Mutualiser : un cas pratique autour des groupes de maison

Mutualiser : un cas pratique autour des groupes de maison

Mutualiser

La réutilisation et la mutualisation sont une préoccupation importante dans l’entreprise. Il s’agit de faire en sorte qu’un travail soit utilisé plusieurs fois, dans plusieurs contextes proches. L’intérêt est évident : une telle pratique permet de faire des économies en faisant en sorte qu’un seul travail serve plusieurs fois.

La mutualisation des ressources peut-elle intéresser l’Église ? En effet, celle-ci n’a pas pour moteur la rentabilité et l’optimisation des moyens. Mais la notion d’efficacité y est présente, comme elle l’est dans le ministère de Jésus et dans celui des apôtres.

Jésus montre une conscience forte de sa mission et sa volonté de s’y concentrer et de ne pas se disperser (cf. Mt 15.21-28) et ce, même s’il s’est laissé régulièrement interrompre par les sollicitations (comme avec la femme atteinte de perte de sang : Mt 9.20ss). Jésus a pleinement conscience de ses limites face à l’étendue de la moisson (cf. Mt 9.35-38), et c’est dans ce contexte qu’il y associe ses disciples en les envoyant en mission.

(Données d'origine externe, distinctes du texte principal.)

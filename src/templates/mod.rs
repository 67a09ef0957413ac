pub mod parser;

pub use parser::TemplateParser;

use crate::error::{Result, SceneError};
use crate::registry::StyleRegistry;
use crate::style::{KindDefaults, StyleBundle, StyleKind};
use clap::ValueEnum;
use serde::Serialize;
use std::fmt;
use tracing::{error, info, warn};

/// Built-in style templates
#[derive(Debug, Clone, Copy, PartialEq, Eq, Hash, ValueEnum, Serialize)]
#[value(rename_all = "snake_case")]
#[serde(rename_all = "snake_case")]
pub enum TemplateName {
    DefaultTemplate,
    CosmicDawn,
    QuantumDusk,
    DarkEnergy,
    GreenMint,
    BlueIce,
    RedAutumn,
    BeamerBlue,
    BeamerGreen,
}

impl TemplateName {
    /// Substituted for any name that is not in the catalogue
    pub const FALLBACK: TemplateName = TemplateName::DefaultTemplate;

    pub fn all() -> [TemplateName; 9] {
        [
            TemplateName::DefaultTemplate,
            TemplateName::CosmicDawn,
            TemplateName::QuantumDusk,
            TemplateName::DarkEnergy,
            TemplateName::GreenMint,
            TemplateName::BlueIce,
            TemplateName::RedAutumn,
            TemplateName::BeamerBlue,
            TemplateName::BeamerGreen,
        ]
    }

    pub fn as_str(&self) -> &'static str {
        match self {
            TemplateName::DefaultTemplate => "default_template",
            TemplateName::CosmicDawn => "cosmic_dawn",
            TemplateName::QuantumDusk => "quantum_dusk",
            TemplateName::DarkEnergy => "dark_energy",
            TemplateName::GreenMint => "green_mint",
            TemplateName::BlueIce => "blue_ice",
            TemplateName::RedAutumn => "red_autumn",
            TemplateName::BeamerBlue => "beamer_blue",
            TemplateName::BeamerGreen => "beamer_green",
        }
    }

    /// Exact catalogue lookup, `None` for unknown names
    pub fn parse(name: &str) -> Option<TemplateName> {
        Self::all().into_iter().find(|t| t.as_str() == name.trim())
    }

    fn source(&self) -> &'static str {
        match self {
            TemplateName::DefaultTemplate => include_str!("default_template.toml"),
            TemplateName::CosmicDawn => include_str!("cosmic_dawn.toml"),
            TemplateName::QuantumDusk => include_str!("quantum_dusk.toml"),
            TemplateName::DarkEnergy => include_str!("dark_energy.toml"),
            TemplateName::GreenMint => include_str!("green_mint.toml"),
            TemplateName::BlueIce => include_str!("blue_ice.toml"),
            TemplateName::RedAutumn => include_str!("red_autumn.toml"),
            TemplateName::BeamerBlue => include_str!("beamer_blue.toml"),
            TemplateName::BeamerGreen => include_str!("beamer_green.toml"),
        }
    }
}

impl fmt::Display for TemplateName {
    fn fmt(&self, f: &mut fmt::Formatter<'_>) -> fmt::Result {
        f.write_str(self.as_str())
    }
}

/// A named set of style bundles, one per kind, applied together
#[derive(Debug, Clone, PartialEq, Serialize)]
pub struct Template {
    pub name: String,
    pub styles: KindDefaults,
}

impl Template {
    /// Parse one of the embedded templates
    pub fn builtin(name: TemplateName) -> Result<Template> {
        let styles = TemplateParser::parse_str(name.source()).map_err(|e| {
            SceneError::InvalidTemplate {
                name: name.to_string(),
                reason: format!("{:#}", e),
            }
        })?;
        Ok(Template {
            name: name.to_string(),
            styles,
        })
    }

    pub fn bundle(&self, kind: StyleKind) -> StyleBundle {
        self.styles.bundle(kind)
    }
}

pub struct TemplateLoader;

impl TemplateLoader {
    /// Load a template into `registry` by name.
    ///
    /// Unknown names are not an error: a warning is logged and
    /// [`TemplateName::FALLBACK`] is loaded instead. Returns the template
    /// that ended up active.
    pub fn load_template(registry: &StyleRegistry, name: &str) -> TemplateName {
        let resolved = match TemplateName::parse(name) {
            Some(known) => known,
            None => {
                warn!(
                    requested = name,
                    fallback = %TemplateName::FALLBACK,
                    "unknown template, loading fallback"
                );
                TemplateName::FALLBACK
            }
        };

        match Template::builtin(resolved) {
            Ok(template) => Self::apply(registry, &template),
            Err(e) => {
                // embedded documents are covered by tests; keep the build going regardless
                error!(error = %e, "built-in template rejected, using baseline styles");
                registry.replace_all(KindDefaults::default(), resolved.as_str());
            }
        }
        resolved
    }

    /// Make `template` the active style table, replacing every kind at once
    pub fn apply(registry: &StyleRegistry, template: &Template) {
        registry.replace_all(template.styles.clone(), &template.name);
        info!(
            template = %template.name,
            background = %template.styles.background,
            "template loaded"
        );
    }
}

#[cfg(test)]
mod tests {
    use super::*;
    use crate::style::{Color, CornerMask, TableStyle};

    #[test]
    fn test_every_builtin_template_parses() {
        for name in TemplateName::all() {
            let template = Template::builtin(name).unwrap();
            assert_eq!(template.name, name.as_str());
        }
    }

    #[test]
    fn test_template_names_round_trip() {
        for name in TemplateName::all() {
            assert_eq!(TemplateName::parse(name.as_str()), Some(name));
        }
        assert_eq!(TemplateName::parse("nonexistent_name"), None);
    }

    #[test]
    fn test_load_known_template_sets_every_kind() {
        let registry = StyleRegistry::new();
        for name in TemplateName::all() {
            let loaded = TemplateLoader::load_template(&registry, name.as_str());
            assert_eq!(loaded, name);
            let expected = Template::builtin(name).unwrap();
            for kind in StyleKind::all() {
                assert_eq!(registry.get_defaults(kind), expected.bundle(kind));
            }
            assert_eq!(registry.background(), expected.styles.background);
            assert_eq!(registry.active_template(), name.as_str());
        }
    }

    #[test]
    fn test_unknown_template_falls_back() {
        let registry = StyleRegistry::new();
        TemplateLoader::load_template(&registry, "dark_energy");
        let loaded = TemplateLoader::load_template(&registry, "nonexistent_name");
        assert_eq!(loaded, TemplateName::FALLBACK);

        let fallback = Template::builtin(TemplateName::FALLBACK).unwrap();
        assert_eq!(
            registry.get_defaults(StyleKind::Brane),
            fallback.bundle(StyleKind::Brane)
        );
        assert_eq!(registry.active_template(), "default_template");
    }

    #[test]
    fn test_second_template_fully_supersedes_first() {
        let registry = StyleRegistry::new();
        TemplateLoader::load_template(&registry, "dark_energy");
        assert_eq!(registry.snapshot().table.fill_opa, 0.4);

        // cosmic_dawn has no table section, so the baseline comes back
        TemplateLoader::load_template(&registry, "cosmic_dawn");
        assert_eq!(registry.snapshot().table, TableStyle::default());
        assert_eq!(registry.background(), Color::parse("#1A1A2E").unwrap());
    }

    #[test]
    fn test_palette_values() {
        let green = Template::builtin(TemplateName::GreenMint).unwrap();
        assert_eq!(
            green.styles.vacuum.corner_rad_direction,
            CornerMask([1.0, 1.0, 0.0, 1.0])
        );
        let autumn = Template::builtin(TemplateName::RedAutumn).unwrap();
        assert_eq!(autumn.styles.vacuum.corner_rad, -0.05);
        let beamer = Template::builtin(TemplateName::BeamerBlue).unwrap();
        assert_eq!(beamer.styles.bubble.string_color, Color::parse("#97DDF9").unwrap());
    }
}
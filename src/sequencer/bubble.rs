use super::{finish, incompatible, primary_center, require_variant, set_value, Sequencer};
use crate::animation::{Animation, Timing, Transform};
use crate::component::{BubbleVariant, Component, ComponentType, PartName, PartRef, TrackerId};
use crate::error::Result;
use crate::geometry::Direction;

/// Label gap below the brane center while the radius is shown
const RADIUS_LABEL_BUFF: f64 = 0.2;

fn bubble_variant(component: &Component, operation: &str) -> Result<BubbleVariant> {
    match component.component_type() {
        ComponentType::Bubble(variant) => Ok(variant),
        _ => Err(incompatible(operation, component)),
    }
}

fn targets(names: &[PartName]) -> Vec<PartRef> {
    names.iter().copied().map(PartRef::from).collect()
}

impl Sequencer {
    /// Reveal the surrounding bulk; the energy bubble also draws its gauge
    pub fn fade_in_bulk(component: &mut Component, timing: Timing) -> Result<Animation> {
        let variant = bubble_variant(component, "fade_in_bulk")?;
        let bulk = Animation::step(
            targets(&[PartName::Background, PartName::OuterLabel]),
            Transform::FadeIn,
            timing,
        );
        let animation = match variant {
            BubbleVariant::EnergyDiscussion => Animation::Sequence(vec![
                bulk,
                Animation::on(PartName::EnergyCost, Transform::FadeIn, timing),
                Animation::step(
                    targets(&[PartName::EnergyBar, PartName::EnergyFill]),
                    Transform::Create,
                    timing,
                ),
            ]),
            _ => bulk,
        };
        Ok(finish(component, "fade_in_bulk", animation))
    }

    /// A nucleation attempt without enough energy: the brane swells and collapses
    pub fn fail_creation(component: &mut Component, timing: Timing) -> Result<Animation> {
        require_variant(component, "fail_creation", |t| {
            t == ComponentType::Bubble(BubbleVariant::EnergyDiscussion)
        })?;
        let animation = Animation::Group(vec![
            set_value(component, TrackerId::VacuumEnergy, 2.0, PartName::EnergyFill, timing)?,
            Animation::Sequence(vec![
                Animation::on(
                    PartName::FakeBrane,
                    Transform::scale(0.8),
                    Timing::new(0.0, timing.easing),
                ),
                Animation::on(PartName::FakeBrane, Transform::GrowFromCenter, timing),
            ]),
        ]);
        Ok(finish(component, "fail_creation", animation))
    }

    /// Grow the brane, then bring in what sits inside it
    pub fn create_bubble(component: &mut Component, timing: Timing) -> Result<Animation> {
        let variant = bubble_variant(component, "create_bubble")?;
        let grow = |name: PartName| Animation::on(name, Transform::GrowFromCenter, timing);
        let fade_in =
            |names: &[PartName]| Animation::step(targets(names), Transform::FadeIn, timing);

        let steps = match variant {
            BubbleVariant::EnergyDiscussion => vec![
                set_value(
                    component,
                    TrackerId::VacuumEnergy,
                    2.5,
                    PartName::EnergyFill,
                    timing.scaled(5.0),
                )?,
                Animation::on(PartName::Brane, Transform::GrowFromCenter, timing.scaled(5.0)),
                Animation::on(
                    PartName::EnergyCost,
                    Transform::SetOpacity { opacity: 0.0 },
                    timing,
                ),
            ],
            BubbleVariant::Em => vec![
                grow(PartName::Brane),
                fade_in(&[PartName::InnerLabel]),
                Animation::on(PartName::FieldTop, Transform::Create, timing),
                Animation::wait(1.0),
                Animation::on(PartName::FieldGlow, Transform::Create, timing.scaled(2.0)),
            ],
            BubbleVariant::Strings => vec![
                grow(PartName::BraneAnchors),
                Animation::on(PartName::Strings, Transform::Create, timing),
                fade_in(&[PartName::InnerLabel]),
            ],
            BubbleVariant::Radiation => vec![
                grow(PartName::Brane),
                fade_in(&[PartName::InnerLabel, PartName::Mass]),
            ],
            BubbleVariant::Empty | BubbleVariant::Instanton | BubbleVariant::Gw => vec![
                grow(PartName::Brane),
                fade_in(&[PartName::InnerLabel]),
            ],
        };
        Ok(finish(component, "create_bubble", Animation::Sequence(steps)))
    }

    /// Scale the brane by `factor`, with whatever moves along with it
    pub fn expand_bubble(
        component: &mut Component,
        timing: Timing,
        factor: f64,
    ) -> Result<Animation> {
        let variant = bubble_variant(component, "expand_bubble")?;
        let scale =
            |name: PartName, factor: f64| Animation::on(name, Transform::scale(factor), timing);

        let animation = match variant {
            BubbleVariant::EnergyDiscussion => Animation::Sequence(vec![
                set_value(
                    component,
                    TrackerId::VacuumEnergy,
                    4.5,
                    PartName::EnergyFill,
                    timing.scaled(1.0 / 3.0),
                )?,
                scale(PartName::Brane, factor),
            ]),
            BubbleVariant::Gw => {
                let focal_point = primary_center(component);
                Animation::Group(vec![
                    scale(PartName::Brane, factor),
                    Animation::Sequence(vec![
                        Animation::on(
                            PartName::BroadcastWaves,
                            Transform::scale(0.6 * factor),
                            Timing::new(0.0, timing.easing),
                        ),
                        Animation::on(
                            PartName::BroadcastWaves,
                            Transform::broadcast(focal_point),
                            timing,
                        ),
                    ]),
                ])
            }
            BubbleVariant::Em => Animation::Group(vec![
                scale(PartName::Brane, 0.8 * factor),
                Animation::step(
                    targets(&[PartName::FieldTop, PartName::FieldGlow]),
                    Transform::scale(0.8 * factor),
                    timing,
                ),
            ]),
            // the strings follow the anchors through their tether
            BubbleVariant::Strings => {
                Animation::Group(vec![scale(PartName::BraneAnchors, factor)])
            }
            BubbleVariant::Empty | BubbleVariant::Instanton | BubbleVariant::Radiation => {
                Animation::Group(vec![scale(PartName::Brane, factor)])
            }
        };
        Ok(finish(component, "expand_bubble", animation))
    }

    /// Drop the inner label below the center and draw the radius
    pub fn show_radius(component: &mut Component, timing: Timing) -> Result<Animation> {
        require_variant(component, "show_radius", |t| {
            t == ComponentType::Bubble(BubbleVariant::Empty)
        })?;
        let center = primary_center(component);
        let label = component.require(&PartName::InnerLabel.into())?;
        let half_height = label.height() / 2.0;
        let target = center + Direction::Down.unit() * (RADIUS_LABEL_BUFF + half_height);

        let animation = Animation::Sequence(vec![
            Animation::on(
                PartName::InnerLabel,
                Transform::MoveTo { point: target },
                timing,
            ),
            Animation::on(PartName::RadiusInfo, Transform::Create, timing),
        ]);
        Ok(finish(component, "show_radius", animation))
    }
}
impl Shape {
    pub fn label(text: impl Into<String>, position: Point, font_size: f64) -> Self {
        Shape::Label {
            text: text.into(),
            position,
            font_size,
            rotation: 0.0,
        }
    }

    pub fn bounds(&self) -> Bounds {
        match self {
            Shape::Circle { center, radius } | Shape::Dot { center, radius } => {
                Bounds::around(*center, 2.0 * radius, 2.0 * radius)
            }
            Shape::Annulus {
                center,
                outer_radius,
                ..
            } => Bounds::around(*center, 2.0 * outer_radius, 2.0 * outer_radius),
            Shape::RoundedRect {
                center,
                width,
                height,
                ..
            }
            | Shape::Svg {
                center,
                width,
                height,
                ..
            } => Bounds::around(*center, *width, *height),
            Shape::Line { start, end } | Shape::Arrow { start, end } => Bounds::new(*start, *end),
            Shape::Curve { points } => {
                Bounds::from_points(points).unwrap_or_else(|| Bounds::around(Point::ORIGIN, 0.0, 0.0))
            }
            Shape::Axes(frame) => Bounds::around(frame.center, frame.x_length, frame.y_length),
            Shape::Label {
                text,
                position,
                font_size,
                rotation,
            } => {
                let width = glyph_count(text) * font_size * LABEL_CHAR_WIDTH;
                let height = font_size * LABEL_LINE_HEIGHT;
                let (sin, cos) = rotation.sin_cos();
                Bounds::around(
                    *position,
                    (width * cos).abs() + (height * sin).abs(),
                    (width * sin).abs() + (height * cos).abs(),
                )
            }
        }
    }

    pub fn shift(&mut self, delta: Point) {
        match self {
            Shape::Circle { center, .. }
            | Shape::Dot { center, .. }
            | Shape::Annulus { center, .. }
            | Shape::RoundedRect { center, .. }
            | Shape::Svg { center, .. } => *center = *center + delta,
            Shape::Line { start, end } | Shape::Arrow { start, end } => {
                *start = *start + delta;
                *end = *end + delta;
            }
            Shape::Curve { points } => points.iter_mut().for_each(|p| *p = *p + delta),
            Shape::Axes(frame) => frame.center = frame.center + delta,
            Shape::Label { position, .. } => *position = *position + delta,
        }
    }

    pub fn scale_about(&mut self, factor: f64, about: Point) {
        let s = |p: &mut Point| *p = p.scale_about(about, factor);
        match self {
            Shape::Circle { center, radius } | Shape::Dot { center, radius } => {
                s(center);
                *radius *= factor;
            }
            Shape::Annulus {
                center,
                inner_radius,
                outer_radius,
            } => {
                s(center);
                *inner_radius *= factor;
                *outer_radius *= factor;
            }
            Shape::RoundedRect {
                center,
                width,
                height,
                corner_radii,
            } => {
                s(center);
                *width *= factor;
                *height *= factor;
                corner_radii.iter_mut().for_each(|r| *r *= factor);
            }
            Shape::Svg {
                center,
                width,
                height,
                ..
            } => {
                s(center);
                *width *= factor;
                *height *= factor;
            }
            Shape::Line { start, end } | Shape::Arrow { start, end } => {
                s(start);
                s(end);
            }
            Shape::Curve { points } => points.iter_mut().for_each(s),
            Shape::Axes(frame) => {
                s(&mut frame.center);
                frame.x_length *= factor;
                frame.y_length *= factor;
            }
            Shape::Label {
                position,
                font_size,
                ..
            } => {
                s(position);
                *font_size *= factor;
            }
        }
    }

    pub fn rotate(&mut self, angle: f64, about: Point, axis: Axis) {
        match axis {
            Axis::Z => self.rotate_in_plane(angle, about),
            Axis::Y => self.rotate_edge_on(angle, about),
        }
    }

    fn rotate_in_plane(&mut self, angle: f64, about: Point) {
        let r = |p: &mut Point| *p = p.rotate_about(about, angle);
        match self {
            Shape::Circle { center, .. }
            | Shape::Dot { center, .. }
            | Shape::Annulus { center, .. }
            | Shape::Svg { center, .. }
            | Shape::RoundedRect { center, .. } => r(center),
            Shape::Line { start, end } | Shape::Arrow { start, end } => {
                r(start);
                r(end);
            }
            Shape::Curve { points } => points.iter_mut().for_each(r),
            Shape::Axes(frame) => r(&mut frame.center),
            Shape::Label {
                position, rotation, ..
            } => {
                r(position);
                *rotation += angle;
            }
        }
    }

    fn rotate_edge_on(&mut self, angle: f64, about: Point) {
        let cos = angle.cos();
        let project = |p: &mut Point| p.x = about.x + (p.x - about.x) * cos;
        match self {
            Shape::Circle { center, .. }
            | Shape::Dot { center, .. }
            | Shape::Annulus { center, .. }
            | Shape::Svg { center, .. } => project(center),
            Shape::RoundedRect {
                center,
                width,
                corner_radii,
                ..
            } => {
                project(center);
                *width *= cos.abs();
                if cos < 0.0 {
                    // mirrored: left and right corners swap
                    *corner_radii = [corner_radii[1], corner_radii[0], corner_radii[3], corner_radii[2]];
                }
            }
            Shape::Line { start, end } | Shape::Arrow { start, end } => {
                project(start);
                project(end);
            }
            Shape::Curve { points } => points.iter_mut().for_each(project),
            Shape::Axes(frame) => {
                project(&mut frame.center);
                frame.x_length *= cos.abs();
            }
            Shape::Label { position, .. } => project(position),
        }
    }
}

Il est évident que l’apôtre Paul avait lui aussi une démarche réfléchie. On le voit choisir des collaborateurs, les emmener avec lui pour les former, les laisser dans une ville pour pouvoir poursuivre l’œuvre dans une autre. Et ses lettres témoignent de la conscience qu’il a de sa mission et de la volonté de la remplir efficacement, même s’il reste à l’écoute de Dieu, prêt à être interpellé.

Le pasteur doit réfléchir au moyen d’alléger sa tâche afin de rester à l’écoute et de cultiver la disponibilité.

Confronté lui aussi à de multiples besoins, le pasteur doit réfléchir au moyen d’alléger sa tâche afin de rester à l’écoute et de cultiver la disponibilité. Il doit donc se poser la question de l’efficacité. La mutualisation des moyens entre Églises est un moyen d’y parvenir.
Présenté ainsi, cela semble aller de soi. Pourtant, qu’elle soit aussi peu pratiquée prouve qu’il y a des freins. On connaît bien l’adage : « Seul on va vite, mais ensemble on va loin ». Mettre en place une démarche de mutualisation prend du temps. C’est un investissement dans l’espérance d’un bénéfice ultérieur.

Nous indiquions au début de cet article que c’était une démarche répandue dans les entreprises. Celles qui s’engagent dans la voie de la mutualisation s’en donnent les moyens. Dans l’entreprise de développement de logiciel où l’un des auteurs a travaillé, les collaborateurs étaient invités à passer plus de temps sur les modules qui pourraient être utilisés par d’autres. Il s’agissait de généraliser un élément pour qu’il puisse être utilisé pour un autre projet. Le succès de cette opération nécessite de dégager du temps pour que les collaborateurs effectuent ce travail supplémentaire. Dans cette entreprise, des postes étaient prévus pour faire le lien entre les projets, identifier ce qui pouvait être réutilisé et mutualisé, et s’assurer que la démarche était suivie.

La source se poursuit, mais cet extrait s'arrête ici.